Directions for this task: Retype, word for word, every line of the records below starting at the one that contains "impl FromStr for AttestationStatus" and ending at the one that contains "pub struct Checkpoint"; include both of those lines and nothing more.

Data to process:

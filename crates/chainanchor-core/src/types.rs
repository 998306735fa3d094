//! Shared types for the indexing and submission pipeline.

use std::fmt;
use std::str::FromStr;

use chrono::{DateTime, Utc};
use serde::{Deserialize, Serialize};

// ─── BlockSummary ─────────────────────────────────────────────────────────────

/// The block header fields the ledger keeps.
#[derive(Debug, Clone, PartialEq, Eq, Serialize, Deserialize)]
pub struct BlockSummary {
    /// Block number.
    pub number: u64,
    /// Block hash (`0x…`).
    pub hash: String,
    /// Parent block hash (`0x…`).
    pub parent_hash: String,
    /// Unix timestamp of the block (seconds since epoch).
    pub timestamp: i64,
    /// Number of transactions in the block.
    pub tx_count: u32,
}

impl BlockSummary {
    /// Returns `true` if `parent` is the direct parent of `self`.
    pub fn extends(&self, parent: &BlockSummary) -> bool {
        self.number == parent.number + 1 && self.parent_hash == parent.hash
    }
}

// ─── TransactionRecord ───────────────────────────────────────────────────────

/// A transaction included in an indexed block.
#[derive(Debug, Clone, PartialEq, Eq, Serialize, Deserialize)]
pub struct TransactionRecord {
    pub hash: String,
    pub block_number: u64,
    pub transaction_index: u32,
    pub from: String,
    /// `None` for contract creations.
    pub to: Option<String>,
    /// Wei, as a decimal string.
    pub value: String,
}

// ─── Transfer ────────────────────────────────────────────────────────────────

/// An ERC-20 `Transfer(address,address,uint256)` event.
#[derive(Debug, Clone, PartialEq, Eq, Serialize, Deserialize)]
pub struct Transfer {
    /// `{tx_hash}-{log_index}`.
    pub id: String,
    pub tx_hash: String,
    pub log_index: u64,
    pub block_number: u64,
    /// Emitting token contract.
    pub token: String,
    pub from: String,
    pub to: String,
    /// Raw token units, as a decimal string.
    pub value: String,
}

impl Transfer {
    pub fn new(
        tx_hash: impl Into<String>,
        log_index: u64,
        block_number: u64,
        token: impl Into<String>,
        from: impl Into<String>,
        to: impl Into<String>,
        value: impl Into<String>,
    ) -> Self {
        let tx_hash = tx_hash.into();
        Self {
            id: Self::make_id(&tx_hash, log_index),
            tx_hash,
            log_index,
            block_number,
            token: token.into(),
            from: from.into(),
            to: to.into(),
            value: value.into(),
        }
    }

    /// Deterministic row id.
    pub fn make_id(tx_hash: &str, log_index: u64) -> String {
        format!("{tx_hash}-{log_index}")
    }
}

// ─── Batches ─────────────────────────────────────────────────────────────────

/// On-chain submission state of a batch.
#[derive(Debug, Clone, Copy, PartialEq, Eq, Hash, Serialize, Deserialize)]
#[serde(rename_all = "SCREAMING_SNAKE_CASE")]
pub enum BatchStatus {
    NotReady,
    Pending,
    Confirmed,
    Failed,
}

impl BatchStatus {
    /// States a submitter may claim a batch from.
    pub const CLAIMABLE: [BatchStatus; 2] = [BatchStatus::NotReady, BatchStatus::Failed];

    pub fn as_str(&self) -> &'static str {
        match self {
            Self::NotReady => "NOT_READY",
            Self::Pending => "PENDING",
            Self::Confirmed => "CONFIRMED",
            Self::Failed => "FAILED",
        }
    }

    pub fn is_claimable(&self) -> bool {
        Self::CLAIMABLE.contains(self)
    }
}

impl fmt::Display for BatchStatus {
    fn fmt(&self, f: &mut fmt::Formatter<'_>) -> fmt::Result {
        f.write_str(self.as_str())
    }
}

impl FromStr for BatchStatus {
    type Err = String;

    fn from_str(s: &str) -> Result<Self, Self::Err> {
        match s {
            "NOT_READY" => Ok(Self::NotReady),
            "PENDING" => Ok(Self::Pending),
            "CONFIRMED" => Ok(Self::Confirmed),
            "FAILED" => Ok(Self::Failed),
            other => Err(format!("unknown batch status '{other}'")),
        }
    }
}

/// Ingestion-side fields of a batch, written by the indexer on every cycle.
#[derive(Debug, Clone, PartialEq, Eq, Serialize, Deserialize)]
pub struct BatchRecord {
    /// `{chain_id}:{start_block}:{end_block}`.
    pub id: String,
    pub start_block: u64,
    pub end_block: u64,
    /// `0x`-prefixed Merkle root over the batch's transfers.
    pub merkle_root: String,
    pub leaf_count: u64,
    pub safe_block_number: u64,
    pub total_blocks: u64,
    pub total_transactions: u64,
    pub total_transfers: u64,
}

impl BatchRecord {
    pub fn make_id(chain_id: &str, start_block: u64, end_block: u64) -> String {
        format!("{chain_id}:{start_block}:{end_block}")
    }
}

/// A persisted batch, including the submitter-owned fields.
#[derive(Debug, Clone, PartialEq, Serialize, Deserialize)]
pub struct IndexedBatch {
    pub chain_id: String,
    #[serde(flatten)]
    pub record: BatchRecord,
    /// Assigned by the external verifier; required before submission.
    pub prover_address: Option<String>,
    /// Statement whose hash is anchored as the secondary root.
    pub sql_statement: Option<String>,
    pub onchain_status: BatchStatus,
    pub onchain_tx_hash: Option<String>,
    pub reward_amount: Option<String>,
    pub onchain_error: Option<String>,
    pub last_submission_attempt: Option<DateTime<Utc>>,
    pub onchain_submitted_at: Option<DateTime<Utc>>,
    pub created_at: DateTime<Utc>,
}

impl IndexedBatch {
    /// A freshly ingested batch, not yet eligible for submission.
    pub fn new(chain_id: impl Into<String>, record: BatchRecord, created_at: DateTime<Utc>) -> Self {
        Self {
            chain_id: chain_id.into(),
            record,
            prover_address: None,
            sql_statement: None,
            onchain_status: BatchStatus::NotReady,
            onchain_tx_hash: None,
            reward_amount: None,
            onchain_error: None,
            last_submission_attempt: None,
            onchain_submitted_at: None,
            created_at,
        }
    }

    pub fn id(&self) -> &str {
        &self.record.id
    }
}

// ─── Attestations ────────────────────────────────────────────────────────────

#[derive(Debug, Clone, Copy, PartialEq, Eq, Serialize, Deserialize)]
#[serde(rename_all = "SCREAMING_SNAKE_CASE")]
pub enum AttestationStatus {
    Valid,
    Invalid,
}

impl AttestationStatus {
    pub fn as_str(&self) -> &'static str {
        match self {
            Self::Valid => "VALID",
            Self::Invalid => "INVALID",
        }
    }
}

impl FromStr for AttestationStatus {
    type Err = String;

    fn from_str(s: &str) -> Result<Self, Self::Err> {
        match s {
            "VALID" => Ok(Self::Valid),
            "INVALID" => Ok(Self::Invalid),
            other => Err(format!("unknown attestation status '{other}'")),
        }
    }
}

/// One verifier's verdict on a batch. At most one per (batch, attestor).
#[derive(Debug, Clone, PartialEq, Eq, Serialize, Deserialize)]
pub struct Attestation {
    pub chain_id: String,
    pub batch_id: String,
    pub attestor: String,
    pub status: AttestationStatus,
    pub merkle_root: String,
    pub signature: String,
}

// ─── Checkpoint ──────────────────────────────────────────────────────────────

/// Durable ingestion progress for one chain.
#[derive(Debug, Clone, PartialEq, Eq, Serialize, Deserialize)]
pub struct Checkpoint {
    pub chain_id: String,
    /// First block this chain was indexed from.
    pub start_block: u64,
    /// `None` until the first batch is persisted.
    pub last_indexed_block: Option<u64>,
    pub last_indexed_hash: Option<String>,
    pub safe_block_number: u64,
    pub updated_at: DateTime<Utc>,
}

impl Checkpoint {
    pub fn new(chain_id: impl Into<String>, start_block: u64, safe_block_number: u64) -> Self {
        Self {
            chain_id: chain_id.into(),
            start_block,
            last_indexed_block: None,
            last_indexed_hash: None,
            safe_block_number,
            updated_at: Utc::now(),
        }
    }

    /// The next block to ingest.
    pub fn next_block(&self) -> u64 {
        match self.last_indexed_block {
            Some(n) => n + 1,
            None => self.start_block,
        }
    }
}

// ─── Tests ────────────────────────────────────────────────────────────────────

Reply to the exercise:
impl FromStr for AttestationStatus {
    type Err = String;

    fn from_str(s: &str) -> Result<Self, Self::Err> {
        match s {
            "VALID" => Ok(Self::Valid),
            "INVALID" => Ok(Self::Invalid),
            other => Err(format!("unknown attestation status '{other}'")),
        }
    }
}

/// One verifier's verdict on a batch. At most one per (batch, attestor).
#[derive(Debug, Clone, PartialEq, Eq, Serialize, Deserialize)]
pub struct Attestation {
    pub chain_id: String,
    pub batch_id: String,
    pub attestor: String,
    pub status: AttestationStatus,
    pub merkle_root: String,
    pub signature: String,
}

// ─── Checkpoint ──────────────────────────────────────────────────────────────

/// Durable ingestion progress for one chain.
#[derive(Debug, Clone, PartialEq, Eq, Serialize, Deserialize)]
pub struct Checkpoint {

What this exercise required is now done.